Noi fungiamo da ambasciatori per Cristo,come se Dio esortasse per mezzo nostro.Vi supplichiamo in nome di Cristo:lasciatevi riconciliare con Dio.Colui che non aveva conosciuto peccato,Dio lo trattò da peccato in ostro favore,perché noi potessimo diventareper mezzo di lui giustizia di Dio.(2 Cor 5,20-21)1.0

KERYGMA E CONVERSIONE1.1

– INTRODUZIONE GENERALE. L’esperienza fondante della chiesa primitiva è la PENTECOSTE che ha consacrato gli apostoli ad essere testimoni qualificati della risurrezione del Signore (At 1,21s). Il vibrante annuncio di Pietro: Sappia dunque con certezza tutta la casa d’Israele che Dio ha costituito Signore e Cristo quel Gesù che voi avete crocifisso (At 2,36) ha scosso profondamente gli ascoltatori a tal punto che si sono sentiti chiamati a conversione (At 2,38).

1.2 – Il KERYGMA è l’annuncio del Vangelo, della Buona Novella del Regno di Dio, della Parola di Dio, proclamato solennemente, che contiene in sé la forza trasformante della salvezza per coloro che, chiamati alla fede, credono in Gesù Cristo Signore e ricevono il battesimo nel suo nome (At 8,35ss).La trasmissione delle fede cristiana è innanzitutto annunzio di Gesù Cristo, allo scopo di condurre alla fede in lui (CCC425). Questo avviene in varie forme: può chiamare alla fede la testimonianza silenziosa di vita di un credente (come avviene per la maggioranza dei casi che spinge un non cristiano a chiedere il battesimo), l’annuncio esplicito attraverso la Predicazione, valido anche oggi, purché non sia una predica, e finalmente frutto di una chiamate particolare come per san Paolo, che Dio aveva eletto come strumento per portare il suo nome dinanzi ai popoli (At 9,15).
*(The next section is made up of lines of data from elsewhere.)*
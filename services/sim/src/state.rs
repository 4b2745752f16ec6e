//! Application state shared across request handlers and the worker.

use std::sync::{Arc, Mutex, MutexGuard, PoisonError};

use converge_events::Event;
use tokio::sync::{broadcast, watch};

use crate::config::SimConfig;
use crate::store::Store;

/// Shared simulator state.
///
/// Passed to all request handlers via Axum's state extractor.
#[derive(Clone)]
pub struct SimState {
    inner: Arc<SimStateInner>,
}

struct SimStateInner {
    store: Mutex<Store>,
    events: broadcast::Sender<Event>,
    config: SimConfig,
    http: reqwest::Client,
    shutdown: watch::Receiver<bool>,
}

impl SimState {
    pub fn new(config: SimConfig, shutdown: watch::Receiver<bool>) -> Self {
        let (events, _) = broadcast::channel(config.event_buffer.max(1));
        Self {
            inner: Arc::new(SimStateInner {
                store: Mutex::new(Store::new(&config)),
                events,
                config,
                http: reqwest::Client::new(),
                shutdown,
            }),
        }
    }

    /// Run `f` against the store and publish the events it produced.
    ///
    /// Events are sent before the lock is released so every subscriber sees
    /// them in the order the mutations happened.
    pub fn mutate<R>(&self, f: impl FnOnce(&mut Store) -> R) -> R {
        let mut store = self.lock();
        let result = f(&mut store);
        for event in store.drain_events() {
            // No subscribers is fine.
            let _ = self.inner.events.send(event);
        }
        result
    }

    pub fn read<R>(&self, f: impl FnOnce(&Store) -> R) -> R {
        f(&self.lock())
    }

    pub fn subscribe(&self) -> broadcast::Receiver<Event> {
        self.inner.events.subscribe()
    }

    pub fn config(&self) -> &SimConfig {
        &self.inner.config
    }

    /// Client used for completion callbacks.
    pub fn http(&self) -> &reqwest::Client {
        &self.inner.http
    }

    pub fn shutdown_signal(&self) -> watch::Receiver<bool> {
        self.inner.shutdown.clone()
    }

    pub fn is_shutting_down(&self) -> bool {
        *self.inner.shutdown.borrow()
    }

    fn lock(&self) -> MutexGuard<'_, Store> {
        self.inner
            .store
            .lock()
            .unwrap_or_else(PoisonError::into_inner)
    }
}
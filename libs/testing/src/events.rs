//! Background event stream receiver and its buffer.

use std::sync::{Arc, Mutex, MutexGuard, PoisonError};
use std::time::Duration;

use converge_client::{ClientError, ControlPlane, EventSource};
use converge_events::Event;
use tokio::sync::{oneshot, watch};
use tokio::task::JoinHandle;
use tracing::{debug, warn};

use crate::HarnessError;

/// How long `close()` waits for the receiver task to exit.
pub const DEFAULT_DRAIN_TIMEOUT: Duration = Duration::from_secs(5);

/// Append-only, receive-ordered event log shared by one writer and many readers.
#[derive(Debug, Clone, Default)]
pub struct EventBuffer {
    events: Arc<Mutex<Vec<Event>>>,
}

impl EventBuffer {
    pub fn new() -> Self {
        Self::default()
    }

    fn lock(&self) -> MutexGuard<'_, Vec<Event>> {
        self.events.lock().unwrap_or_else(PoisonError::into_inner)
    }

    pub fn push(&self, event: Event) {
        self.lock().push(event);
    }

    /// A copy of the events received so far.
    pub fn snapshot(&self) -> Vec<Event> {
        self.lock().clone()
    }

    pub fn len(&self) -> usize {
        self.lock().len()
    }

    pub fn is_empty(&self) -> bool {
        self.lock().is_empty()
    }
}

enum ReceiverExit {
    /// Stopped by `close()`, drop, or scenario shutdown.
    Stopped,
    /// `next()` returned an error first.
    StreamEnded(ClientError),
}

/// Subscribes to the change feed and buffers every event in the background.
pub struct EventListener {
    buffer: EventBuffer,
    stop: Option<oneshot::Sender<()>>,
    task: Option<JoinHandle<ReceiverExit>>,
    drain_timeout: Duration,
}

impl EventListener {
    /// Subscribe via `client` and start receiving.
    pub async fn start(
        client: &dyn ControlPlane,
        shutdown: watch::Receiver<bool>,
    ) -> Result<Self, HarnessError> {
        let source = client.subscribe_to_events().await?;
        Ok(Self::from_source(source, shutdown))
    }

    /// Start receiving from an already open source.
    pub fn from_source(source: Box<dyn EventSource>, shutdown: watch::Receiver<bool>) -> Self {
        let buffer = EventBuffer::new();
        let (stop_tx, stop_rx) = oneshot::channel();
        let task = tokio::spawn(receive(source, buffer.clone(), stop_rx, shutdown));

        Self {
            buffer,
            stop: Some(stop_tx),
            task: Some(task),
            drain_timeout: DEFAULT_DRAIN_TIMEOUT,
        }
    }

    #[must_use]
    pub fn with_drain_timeout(mut self, drain_timeout: Duration) -> Self {
        self.drain_timeout = drain_timeout;
        self
    }

    /// The buffer the receiver appends to.
    pub fn buffer(&self) -> EventBuffer {
        self.buffer.clone()
    }

    /// Returns true once the receiver task has exited for any reason.
    pub fn is_finished(&self) -> bool {
        self.task.as_ref().is_none_or(JoinHandle::is_finished)
    }

    /// Stop the receiver and wait for it to exit.
    ///
    /// Fails if the stream had already ended on its own, or if the receiver
    /// does not exit within the drain timeout.
    pub async fn close(mut self) -> Result<(), HarnessError> {
        if let Some(stop) = self.stop.take() {
            let _ = stop.send(());
        }
        let Some(task) = self.task.take() else {
            return Ok(());
        };

        let abort = task.abort_handle();
        match tokio::time::timeout(self.drain_timeout, task).await {
            Ok(Ok(ReceiverExit::Stopped)) => {
                debug!(received = self.buffer.len(), "event listener drained");
                Ok(())
            }
            Ok(Ok(ReceiverExit::StreamEnded(err))) => {
                Err(HarnessError::ListenerEndedUnexpectedly {
                    reason: err.to_string(),
                    received: self.buffer.len(),
                })
            }
            Ok(Err(join_err)) => Err(HarnessError::ListenerPanicked(join_err.to_string())),
            Err(_) => {
                abort.abort();
                warn!(timeout = ?self.drain_timeout, "event receiver did not exit; aborted");
                Err(HarnessError::ListenerLeaked(self.drain_timeout))
            }
        }
    }
}

impl Drop for EventListener {
    fn drop(&mut self) {
        if let Some(task) = self.task.take() {
            task.abort();
        }
    }
}

async fn receive(
    mut source: Box<dyn EventSource>,
    buffer: EventBuffer,
    mut stop: oneshot::Receiver<()>,
    mut shutdown: watch::Receiver<bool>,
) -> ReceiverExit {
    loop {
        let next = tokio::select! {
            biased;
            _ = &mut stop => None,
            _ = wait_for_shutdown(&mut shutdown) => None,
            next = source.next() => Some(next),
        };

        match next {
            None => {
                source.close();
                return ReceiverExit::Stopped;
            }
            Some(Ok(event)) => {
                debug!(kind = %event.kind(), key = %event.key(), "event received");
                buffer.push(event);
            }
            Some(Err(err)) => {
                warn!(error = %err, received = buffer.len(), "event stream ended");
                return ReceiverExit::StreamEnded(err);
            }
        }
    }
}

async fn wait_for_shutdown(shutdown: &mut watch::Receiver<bool>) {
    if shutdown.wait_for(|stop| *stop).await.is_err() {
        std::future::pending::<()>().await;
    }
}
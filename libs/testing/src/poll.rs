//! Polling engine: "eventually" and "consistently" over a probe.
//!
//! Every wait is bounded. A fetch never outlives the poll deadline, and a
//! fired scenario shutdown signal ends the poll at the next await point.

use std::fmt::Debug;
use std::time::Duration;

use tokio::sync::watch;
use tokio::time::{sleep, timeout, Instant};
use tracing::{debug, trace};

use crate::matchers::Matcher;
use crate::probe::Probe;
use crate::{PollError, ProbeError};

/// Default deadline for `eventually`.
pub const DEFAULT_TIMEOUT: Duration = Duration::from_secs(20);

/// Default spacing between fetches.
pub const DEFAULT_INTERVAL: Duration = Duration::from_millis(500);

#[derive(Debug, Clone, Copy, PartialEq, Eq)]
pub struct PollConfig {
    pub timeout: Duration,
    pub interval: Duration,
}

impl PollConfig {
    pub fn new(timeout: Duration, interval: Duration) -> Self {
        Self { timeout, interval }
    }
}

impl Default for PollConfig {
    fn default() -> Self {
        Self::new(DEFAULT_TIMEOUT, DEFAULT_INTERVAL)
    }
}

/// Runs probes against matchers on a fixed interval.
#[derive(Debug, Clone)]
pub struct Poller {
    config: PollConfig,
    shutdown: Option<watch::Receiver<bool>>,
}

impl Poller {
    /// A poller that stops when `shutdown` becomes `true`.
    pub fn new(config: PollConfig, shutdown: watch::Receiver<bool>) -> Self {
        Self {
            config,
            shutdown: Some(shutdown),
        }
    }

    /// A poller bound only by its own deadlines.
    pub fn detached(config: PollConfig) -> Self {
        Self {
            config,
            shutdown: None,
        }
    }

    /// Same poller with a different deadline.
    #[must_use]
    pub fn within(&self, timeout: Duration) -> Self {
        Self {
            config: PollConfig {
                timeout,
                ..self.config
            },
            shutdown: self.shutdown.clone(),
        }
    }

    /// Same poller with a different interval.
    #[must_use]
    pub fn every(&self, interval: Duration) -> Self {
        Self {
            config: PollConfig {
                interval,
                ..self.config
            },
            shutdown: self.shutdown.clone(),
        }
    }

    pub fn config(&self) -> PollConfig {
        self.config
    }

    /// Poll until `matcher` holds, returning the matching snapshot.
    ///
    /// Probe errors count as "not yet" and are kept as the last observation.
    pub async fn eventually<P, M>(&self, probe: &P, matcher: &M) -> Result<P::Output, PollError>
    where
        P: Probe + ?Sized,
        P::Output: Debug,
        M: Matcher<P::Output> + ?Sized,
    {
        let entity = probe.describe();
        let start = Instant::now();
        let deadline = start + self.config.timeout;
        let mut shutdown = self.shutdown.clone();
        let mut attempts = 0u32;
        let mut last_observed = None;

        loop {
            if attempts > 0 && Instant::now() >= deadline {
                return Err(PollError::Timeout {
                    entity,
                    expected: matcher.describe(),
                    last_observed,
                    attempts,
                    elapsed: start.elapsed(),
                });
            }

            attempts += 1;
            match self.fetch(probe, deadline, &mut shutdown, &entity).await? {
                Ok(value) if matcher.evaluate(&value) => {
                    debug!(entity = %entity, attempts, elapsed = ?start.elapsed(), "poll matched");
                    return Ok(value);
                }
                Ok(value) => {
                    trace!(entity = %entity, attempt = attempts, "poll did not match yet");
                    last_observed = Some(format!("{value:#?}"));
                }
                Err(err) => {
                    trace!(entity = %entity, attempt = attempts, error = %err, "poll fetch failed");
                    last_observed = Some(format!("error: {err}"));
                }
            }

            self.pause(deadline, &mut shutdown, &entity).await?;
        }
    }

    /// Poll until the probe reports not-found.
    ///
    /// A successful fetch is a stale snapshot and is reported on timeout.
    pub async fn eventually_absent<P>(&self, probe: &P) -> Result<(), PollError>
    where
        P: Probe + ?Sized,
        P::Output: Debug,
    {
        let entity = probe.describe();
        let start = Instant::now();
        let deadline = start + self.config.timeout;
        let mut shutdown = self.shutdown.clone();
        let mut attempts = 0u32;
        let mut last_observed = None;

        loop {
            if attempts > 0 && Instant::now() >= deadline {
                return Err(PollError::Timeout {
                    entity,
                    expected: "not found".to_string(),
                    last_observed,
                    attempts,
                    elapsed: start.elapsed(),
                });
            }

            attempts += 1;
            match self.fetch(probe, deadline, &mut shutdown, &entity).await? {
                Err(ProbeError::NotFound(_)) => {
                    debug!(entity = %entity, attempts, elapsed = ?start.elapsed(), "entity gone");
                    return Ok(());
                }
                Ok(value) => last_observed = Some(format!("stale snapshot: {value:#?}")),
                Err(err) => last_observed = Some(format!("error: {err}")),
            }

            self.pause(deadline, &mut shutdown, &entity).await?;
        }
    }

    /// Poll for the whole `window`, failing on the first violation.
    ///
    /// A probe error is a violation. So is a fetch that outlives the window
    /// unless the window has fully elapsed by then.
    pub async fn consistently<P, M>(
        &self,
        probe: &P,
        matcher: &M,
        window: Duration,
    ) -> Result<(), PollError>
    where
        P: Probe + ?Sized,
        P::Output: Debug,
        M: Matcher<P::Output> + ?Sized,
    {
        let entity = probe.describe();
        let start = Instant::now();
        let deadline = start + window;
        let mut shutdown = self.shutdown.clone();
        let mut attempts = 0u32;

        loop {
            if attempts > 0 && Instant::now() >= deadline {
                debug!(entity = %entity, attempts, window = ?window, "held for the whole window");
                return Ok(());
            }

            attempts += 1;
            let observed = match self.fetch(probe, deadline, &mut shutdown, &entity).await? {
                Ok(value) if matcher.evaluate(&value) => None,
                Ok(value) => Some(matcher.describe_mismatch(&value)),
                Err(ProbeError::Timeout(_)) if Instant::now() >= deadline => None,
                Err(err) => Some(format!("error: {err}")),
            };

            if let Some(observed) = observed {
                return Err(PollError::Violation {
                    entity,
                    expected: matcher.describe(),
                    observed,
                    attempt: attempts,
                    after: start.elapsed(),
                });
            }

            self.pause(deadline, &mut shutdown, &entity).await?;
        }
    }

    /// One fetch bounded by the remaining time before `deadline`.
    async fn fetch<P>(
        &self,
        probe: &P,
        deadline: Instant,
        shutdown: &mut Option<watch::Receiver<bool>>,
        entity: &str,
    ) -> Result<Result<P::Output, ProbeError>, PollError>
    where
        P: Probe + ?Sized,
    {
        let remaining = deadline.saturating_duration_since(Instant::now());
        tokio::select! {
            biased;
            _ = cancelled(shutdown) => Err(PollError::Cancelled { entity: entity.to_string() }),
            fetched = timeout(remaining, probe.fetch()) => {
                Ok(fetched.unwrap_or(Err(ProbeError::Timeout(remaining))))
            }
        }
    }

    /// Sleep one interval, or until the deadline if that comes first.
    async fn pause(
        &self,
        deadline: Instant,
        shutdown: &mut Option<watch::Receiver<bool>>,
        entity: &str,
    ) -> Result<(), PollError> {
        let pause = self
            .config
            .interval
            .min(deadline.saturating_duration_since(Instant::now()));
        tokio::select! {
            biased;
            _ = cancelled(shutdown) => Err(PollError::Cancelled { entity: entity.to_string() }),
            _ = sleep(pause) => Ok(()),
        }
    }
}

/// Resolves once the shutdown signal is `true`; never resolves without one.
async fn cancelled(shutdown: &mut Option<watch::Receiver<bool>>) {
    match shutdown {
        Some(rx) => {
            if rx.wait_for(|stop| *stop).await.is_err() {
                // Sender gone without signalling: nothing can cancel us now.
                std::future::pending::<()>().await;
            }
        }
        None => std::future::pending::<()>().await,
    }
}
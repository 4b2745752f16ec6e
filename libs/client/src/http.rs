//! HTTP implementation of [`ControlPlane`].

use std::time::Duration;

use async_trait::async_trait;
use converge_events::{
    ActualLrp, ActualLrpFilter, CellPresence, DesiredLrp, DesiredLrpUpdate, DomainUpsertRequest,
    ErrorBody, ErrorKind, ListResponse, Task, TaskRequest,
};
use converge_id::{Domain, ProcessGuid, TaskGuid};
use reqwest::header::{HeaderMap, HeaderValue, ACCEPT, CONTENT_TYPE};
use reqwest::{Response, Url};
use serde::de::DeserializeOwned;
use tracing::debug;

use crate::sse::SseEventSource;
use crate::{ClientError, ControlPlane, EventSource};

/// Connection settings for [`HttpControlPlane`].
#[derive(Debug, Clone)]
pub struct ClientConfig {
    /// Control plane base URL, e.g. `http://127.0.0.1:8889`.
    pub base_url: String,

    /// Upper bound on every non-streaming request.
    pub request_timeout: Duration,

    /// Upper bound on establishing a connection, streaming included.
    pub connect_timeout: Duration,
}

impl ClientConfig {
    pub fn new(base_url: impl Into<String>) -> Self {
        Self {
            base_url: base_url.into(),
            ..Default::default()
        }
    }
}

impl Default for ClientConfig {
    fn default() -> Self {
        Self {
            base_url: "http://127.0.0.1:8889".to_string(),
            request_timeout: Duration::from_secs(10),
            connect_timeout: Duration::from_secs(5),
        }
    }
}

/// JSON-over-HTTP control-plane client.
#[derive(Debug, Clone)]
pub struct HttpControlPlane {
    client: reqwest::Client,
    stream_client: reqwest::Client,
    base_url: Url,
}

impl HttpControlPlane {
    /// Create a new client from config.
    pub fn new(config: &ClientConfig) -> Result<Self, ClientError> {
        let base_url = Url::parse(config.base_url.trim_end_matches('/'))
            .map_err(|e| ClientError::Config(format!("{}: {e}", config.base_url)))?;
        if base_url.cannot_be_a_base() {
            return Err(ClientError::Config(format!(
                "{} cannot be used as a base URL",
                config.base_url
            )));
        }

        let mut headers = HeaderMap::new();
        headers.insert(CONTENT_TYPE, HeaderValue::from_static("application/json"));

        let client = reqwest::Client::builder()
            .default_headers(headers.clone())
            .timeout(config.request_timeout)
            .connect_timeout(config.connect_timeout)
            .build()?;

        // The event stream is long-lived; only the connect phase is bounded.
        let stream_client = reqwest::Client::builder()
            .default_headers(headers)
            .connect_timeout(config.connect_timeout)
            .build()?;

        Ok(Self {
            client,
            stream_client,
            base_url,
        })
    }

    /// Returns the base URL requests are issued against.
    pub fn base_url(&self) -> &Url {
        &self.base_url
    }

    /// Build a URL from path segments, percent-encoding each one.
    fn url(&self, segments: &[&str]) -> Result<Url, ClientError> {
        let mut url = self.base_url.clone();
        url.path_segments_mut()
            .map_err(|_| ClientError::Config(format!("{} cannot be a base", self.base_url)))?
            .pop_if_empty()
            .extend(segments);
        Ok(url)
    }

    async fn get<T: DeserializeOwned>(&self, url: Url) -> Result<T, ClientError> {
        debug!(url = %url, "GET");
        let response = self.client.get(url).send().await?;
        Self::handle_response(response).await
    }

    async fn expect_success(response: Response) -> Result<(), ClientError> {
        if response.status().is_success() {
            Ok(())
        } else {
            Self::handle_error(response).await
        }
    }

    /// Handle a successful or error response.
    async fn handle_response<T: DeserializeOwned>(response: Response) -> Result<T, ClientError> {
        if response.status().is_success() {
            let body = response.bytes().await?;
            serde_json::from_slice(&body).map_err(|e| ClientError::Decode(e.to_string()))
        } else {
            Self::handle_error(response).await
        }
    }

    /// Handle an error response.
    async fn handle_error<T>(response: Response) -> Result<T, ClientError> {
        let status = response.status().as_u16();
        let body = response.bytes().await.unwrap_or_default();

        // Only a typed body can say "not found"; a bare 404 may be a wrong route or a proxy.
        let error_body: ErrorBody = serde_json::from_slice(&body).unwrap_or_else(|_| ErrorBody {
            code: "unknown".to_string(),
            message: String::from_utf8_lossy(&body).into_owned(),
            field: None,
        });

        Err(ClientError::api(
            status,
            ErrorKind::from_code(&error_body.code),
            error_body.message,
            error_body.field,
        ))
    }
}

#[async_trait]
impl ControlPlane for HttpControlPlane {
    async fn ping(&self) -> Result<(), ClientError> {
        let response = self.client.get(self.url(&["ping"])?).send().await?;
        Self::expect_success(response).await
    }

    async fn desire_task(&self, request: &TaskRequest) -> Result<(), ClientError> {
        debug!(task_guid = %request.task_guid, "Desiring task");
        let response = self
            .client
            .post(self.url(&["v1", "tasks"])?)
            .json(request)
            .send()
            .await?;
        Self::expect_success(response).await
    }

    async fn task_by_guid(&self, guid: &TaskGuid) -> Result<Task, ClientError> {
        self.get(self.url(&["v1", "tasks", guid.as_str()])?).await
    }

    async fn tasks(&self, domain: Option<&Domain>) -> Result<Vec<Task>, ClientError> {
        let mut url = self.url(&["v1", "tasks"])?;
        if let Some(domain) = domain {
            url.query_pairs_mut().append_pair("domain", domain.as_str());
        }
        let list: ListResponse<Task> = self.get(url).await?;
        Ok(list.items)
    }

    async fn cancel_task(&self, guid: &TaskGuid) -> Result<(), ClientError> {
        debug!(task_guid = %guid, "Cancelling task");
        let response = self
            .client
            .post(self.url(&["v1", "tasks", guid.as_str(), "cancel"])?)
            .send()
            .await?;
        Self::expect_success(response).await
    }

    async fn delete_task(&self, guid: &TaskGuid) -> Result<(), ClientError> {
        debug!(task_guid = %guid, "Deleting task");
        let response = self
            .client
            .delete(self.url(&["v1", "tasks", guid.as_str()])?)
            .send()
            .await?;
        Self::expect_success(response).await
    }

    async fn desire_lrp(&self, lrp: &DesiredLrp) -> Result<(), ClientError> {
        debug!(
            process_guid = %lrp.process_guid,
            instances = lrp.instances,
            "Desiring LRP"
        );
        let response = self
            .client
            .post(self.url(&["v1", "desired_lrps"])?)
            .json(lrp)
            .send()
            .await?;
        Self::expect_success(response).await
    }

    async fn desired_lrp_by_process_guid(
        &self,
        guid: &ProcessGuid,
    ) -> Result<DesiredLrp, ClientError> {
        self.get(self.url(&["v1", "desired_lrps", guid.as_str()])?)
            .await
    }

    async fn desired_lrps(&self, domain: Option<&Domain>) -> Result<Vec<DesiredLrp>, ClientError> {
        let mut url = self.url(&["v1", "desired_lrps"])?;
        if let Some(domain) = domain {
            url.query_pairs_mut().append_pair("domain", domain.as_str());
        }
        let list: ListResponse<DesiredLrp> = self.get(url).await?;
        Ok(list.items)
    }

    async fn update_desired_lrp(
        &self,
        guid: &ProcessGuid,
        update: &DesiredLrpUpdate,
    ) -> Result<(), ClientError> {
        debug!(process_guid = %guid, ?update, "Updating desired LRP");
        let response = self
            .client
            .patch(self.url(&["v1", "desired_lrps", guid.as_str()])?)
            .json(update)
            .send()
            .await?;
        Self::expect_success(response).await
    }

    async fn remove_desired_lrp(&self, guid: &ProcessGuid) -> Result<(), ClientError> {
        debug!(process_guid = %guid, "Removing desired LRP");
        let response = self
            .client
            .delete(self.url(&["v1", "desired_lrps", guid.as_str()])?)
            .send()
            .await?;
        Self::expect_success(response).await
    }

    async fn actual_lrps(&self, filter: &ActualLrpFilter) -> Result<Vec<ActualLrp>, ClientError> {
        let mut url = self.url(&["v1", "actual_lrps"])?;
        {
            let mut query = url.query_pairs_mut();
            if let Some(domain) = &filter.domain {
                query.append_pair("domain", domain.as_str());
            }
            if let Some(guid) = &filter.process_guid {
                query.append_pair("process_guid", guid.as_str());
            }
            if let Some(index) = filter.index {
                query.append_pair("index", &index.to_string());
            }
        }
        let list: ListResponse<ActualLrp> = self.get(url).await?;
        Ok(list.items)
    }

    async fn actual_lrp(&self, guid: &ProcessGuid, index: i32) -> Result<ActualLrp, ClientError> {
        let index = index.to_string();
        self.get(self.url(&["v1", "actual_lrps", guid.as_str(), &index])?)
            .await
    }

    async fn retire_actual_lrp(&self, guid: &ProcessGuid, index: i32) -> Result<(), ClientError> {
        debug!(process_guid = %guid, index, "Retiring actual LRP");
        let index = index.to_string();
        let response = self
            .client
            .post(self.url(&["v1", "actual_lrps", guid.as_str(), &index, "retire"])?)
            .send()
            .await?;
        Self::expect_success(response).await
    }

    async fn cells(&self) -> Result<Vec<CellPresence>, ClientError> {
        let list: ListResponse<CellPresence> = self.get(self.url(&["v1", "cells"])?).await?;
        Ok(list.items)
    }

    async fn upsert_domain(&self, domain: &Domain, ttl: Duration) -> Result<(), ClientError> {
        let body = DomainUpsertRequest {
            ttl_seconds: ttl.as_secs(),
        };
        let response = self
            .client
            .put(self.url(&["v1", "domains", domain.as_str()])?)
            .json(&body)
            .send()
            .await?;
        Self::expect_success(response).await
    }

    async fn domains(&self) -> Result<Vec<Domain>, ClientError> {
        let list: ListResponse<Domain> = self.get(self.url(&["v1", "domains"])?).await?;
        Ok(list.items)
    }

    async fn subscribe_to_events(&self) -> Result<Box<dyn EventSource>, ClientError> {
        let url = self.url(&["v1", "events"])?;
        debug!(url = %url, "Subscribing to events");
        let response = self
            .stream_client
            .get(url)
            .header(ACCEPT, "text/event-stream")
            .send()
            .await?;

        if !response.status().is_success() {
            return Self::handle_error(response).await;
        }

        Ok(Box::new(SseEventSource::from_response(response)))
    }
}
1.3 – Tutti gli uomini sono chiamati ad entrare nel Regno di Dio. Il cuore pulsante di questo mistero è la Persona di Gesù, morto e risorto, che apre ai poveri e ai peccatori le braccia della sua infinita misericordia, raccogliendo intorno a sé, nella gloria un popolo immenso, di ogni lingua, tribù e nazione (Ap 7,9).Il centro della Buona Novella è il Mistero Pasquale della Croce e della Risurrezione del Signore che gli Apostoli e la chiesa dopo di loro sono chiamati ad annunciare al mondo: il disegno salvifico di Dio si è compiuto (1 Cor 3,9s) ed ora è necessario chiamare a raccolta tutti gli uomini.

1.0 PAOLO ANNUNZIATORE DEL VANGELO

1.1 – L’apostolo Paolo, investito della grazia del ministero apostolico (Ef 1, 3ss), diventa banditore della Buona Novella, dapprima passando nella sinagoghe e poi indirizzandosi direttamente ai pagani, una volta che con amarezza, aveva constatato il rifiuto degli ebrei: Era necessario che fosse annunziata a voi per primi la parola di Dio, ma poiché la respingete e non vi giudicate degni della vita eterna, ecco noi ci rivolgiamo ai pagani (At 13,46).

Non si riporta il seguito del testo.